Switching gears in a pretty radical way, the other game that really caught my eye is Atomfall. (I think this might have been on Opening Night Live but until I saw a longer look at it, it didn’t make too much of an impression.) This is a kind of sci-fi/folk horror game that is trying to capture the vibe of British sci-fi from the 1950s and 1960 like Quatermass and early Doctor Who. In it, a region in northern England is quarantined after a nuclear power plant catches fire. Five years later the region is still quarantined and no one really knows why, but the folks living there are really having to scrape by. Who YOU are is a mystery that you’re trying to solve. You play in first person and the game gives you no clues as to who you might be. It seems a bit rpg, a bit action-adventure. Combat is a mix of melee and guns, though ammo is very rare. There’s a lot of scrounging for materials for crafting, but it seemed more like The Last of Us crafting (ie making molotov cocktails and other smaller items) than say Fallout crafting where you’re making entire guns and armor and so forth. In addition to combat there seems to be a significant amount of puzzling and mystery solving.
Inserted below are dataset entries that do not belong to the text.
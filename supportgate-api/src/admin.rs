//! Provisioning endpoints guarded by `X-Admin-Key` (§6 "privileged ops").
//!
//! This is the HTTP surface `supportgate-cli` drives: create a tenant,
//! rotate its encrypted CRM config, and read rate-limiter/cache counters.
//! No endpoint here is tenant-scoped; the tenant router middleware's
//! public-path bypass list includes everything under `/api/admin`.

use std::sync::Arc;

use axum::extract::{Path, State};
use axum::http::HeaderMap;
use axum::response::IntoResponse;
use axum::Json;
use serde::{Deserialize, Serialize};
use uuid::Uuid;

use supportgate_core::model::Provider;
use supportgate_core::tenant::NewTenant;

use crate::error::ApiError;
use crate::handlers::parse_provider;
use crate::state::AppState;

fn constant_time_eq(a: &str, b: &str) -> bool {
    if a.len() != b.len() {
        return false;
    }
    a.bytes().zip(b.bytes()).fold(0u8, |acc, (x, y)| acc | (x ^ y)) == 0
}

fn require_admin(state: &AppState, headers: &HeaderMap) -> Result<(), ApiError> {
    let provided = headers
        .get("x-admin-key")
        .and_then(|v| v.to_str().ok())
        .ok_or_else(|| ApiError::Unauthorized("missing X-Admin-Key".into()))?;
    if constant_time_eq(provided, &state.config.admin_key) {
        Ok(())
    } else {
        Err(ApiError::Unauthorized("invalid X-Admin-Key".into()))
    }
}

#[derive(Serialize)]
struct TenantSummary {
    id: Uuid,
    slug: String,
    name: String,
    crm_provider: Provider,
    is_active: bool,
}

impl From<supportgate_core::model::Tenant> for TenantSummary {
    fn from(t: supportgate_core::model::Tenant) -> Self {
        TenantSummary { id: t.id, slug: t.slug, name: t.name, crm_provider: t.crm_provider, is_active: t.is_active }
    }
}

pub async fn list_tenants(State(state): State<Arc<AppState>>, headers: HeaderMap) -> Result<impl IntoResponse, ApiError> {
    require_admin(&state, &headers)?;
    let tenants: Vec<TenantSummary> = state.tenant_admin.list_all().await?.into_iter().map(Into::into).collect();
    Ok(Json(tenants))
}

#[derive(Deserialize)]
pub struct CreateTenantBody {
    slug: String,
    name: String,
    crm_provider: String,
    /// Plaintext provider credentials, including `webhook_secret`; encrypted
    /// here before ever touching the tenant store.
    crm_config: supportgate_core::model::CrmConfig,
    #[serde(default)]
    webhook_identifiers: std::collections::HashMap<String, String>,
    api_key: String,
    #[serde(default)]
    environment: supportgate_core::config::ProcessEnvironment,
}

#[derive(Serialize)]
pub struct CreateTenantResponse {
    tenant: TenantSummary,
    /// Returned once; the registry only ever stores the hash.
    api_key: String,
}

pub async fn create_tenant(
    State(state): State<Arc<AppState>>,
    headers: HeaderMap,
    Json(body): Json<CreateTenantBody>,
) -> Result<impl IntoResponse, ApiError> {
    require_admin(&state, &headers)?;
    let crm_provider = parse_provider(&body.crm_provider)?;
    let plaintext = serde_json::to_vec(&body.crm_config)
        .map_err(|e| ApiError::Validation(format!("invalid crm_config: {e}")))?;
    let ciphertext = state.encryptor.encrypt(&plaintext)?;
    let input = NewTenant {
        slug: body.slug,
        name: body.name,
        crm_provider,
        crm_config_ciphertext: ciphertext,
        webhook_identifiers: body.webhook_identifiers,
        api_key_hash: supportgate_core::tenant::hash_api_key(&body.api_key),
        environment: match body.environment {
            supportgate_core::config::ProcessEnvironment::Production => supportgate_core::model::Environment::Production,
            supportgate_core::config::ProcessEnvironment::Staging => supportgate_core::model::Environment::Staging,
            supportgate_core::config::ProcessEnvironment::Development => supportgate_core::model::Environment::Development,
        },
    };
    let tenant = state.tenant_admin.create_tenant(input).await?;
    Ok((
        axum::http::StatusCode::CREATED,
        Json(CreateTenantResponse { tenant: tenant.into(), api_key: body.api_key }),
    ))
}

#[derive(Deserialize)]
pub struct RotateCrmConfigBody {
    crm_config: supportgate_core::model::CrmConfig,
}

pub async fn rotate_crm_config(
    State(state): State<Arc<AppState>>,
    headers: HeaderMap,
    Path(tenant_id): Path<Uuid>,
    Json(body): Json<RotateCrmConfigBody>,
) -> Result<impl IntoResponse, ApiError> {
    require_admin(&state, &headers)?;
    let plaintext = serde_json::to_vec(&body.crm_config)
        .map_err(|e| ApiError::Validation(format!("invalid crm_config: {e}")))?;
    let ciphertext = state.encryptor.encrypt(&plaintext)?;
    let tenant = state.tenant_admin.rotate_crm_config(tenant_id, ciphertext).await?;
    Ok(Json(TenantSummary::from(tenant)))
}

#[derive(Serialize)]
pub struct CountersBody {
    cache_hit_rate: f64,
    rate_limiter_tracked_keys: usize,
}

pub async fn counters(State(state): State<Arc<AppState>>, headers: HeaderMap) -> Result<impl IntoResponse, ApiError> {
    require_admin(&state, &headers)?;
    Ok(Json(CountersBody {
        cache_hit_rate: state.cache.metrics().hit_rate(),
        rate_limiter_tracked_keys: state.rate_limiter.tracked_key_count(),
    }))
}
Anyway here’s the trailer:

And here’s yesterday’s Xbox Gamescom stream all queued up to the Atomfall segment, it’s about 20 minutes long:

That’s not all that looked interesting, of course, but these were both new to me and each caught my interest in a different way. There was also a lot of content about Diablo IV, Starfield and some new games as well. And while I admit I fast forwarded through it, they devoted a good chunk of time to new accessibility peripherals. Not a bad first day for Xbox, but like I said, there’s a lot of other content from the show to be found if search YouTube for Gamescom.

Not sure I’ll do this kind of post every night of Gamescom… I’m really starting to run low on spoons this week. But we’ll see; tomorrow Xbox is talking about Fallout 76 (and of course lots more).

Notes on Gamescom 2024 Opening Night Live

When I was mentally listing blog post topics last week I thought for sure that Gamescom Opening Night Live would be easy blog fodder. I’d just embed a bunch of trailers with a minimum amount of text and be done with it. Then I watched and y’know, I don’t think I’m going to do that. First because honestly there weren’t that many trailers that got me super excited on their own, and second because anyone can just go to YouTube and find trailers themselves.

I did, against all odds, actually take notes while I was watching so I think I’m just going to transcribe those to share the things that caught my attention. (By the time I finished watching the show it was almost 10 PM and that has helped me decide to abbreviate things somewhat!) Assuming I can find it, I’ll end with a trailer for the one game I’m most excited about. Hint: It wasn’t even in the main show, it was in the pre-show!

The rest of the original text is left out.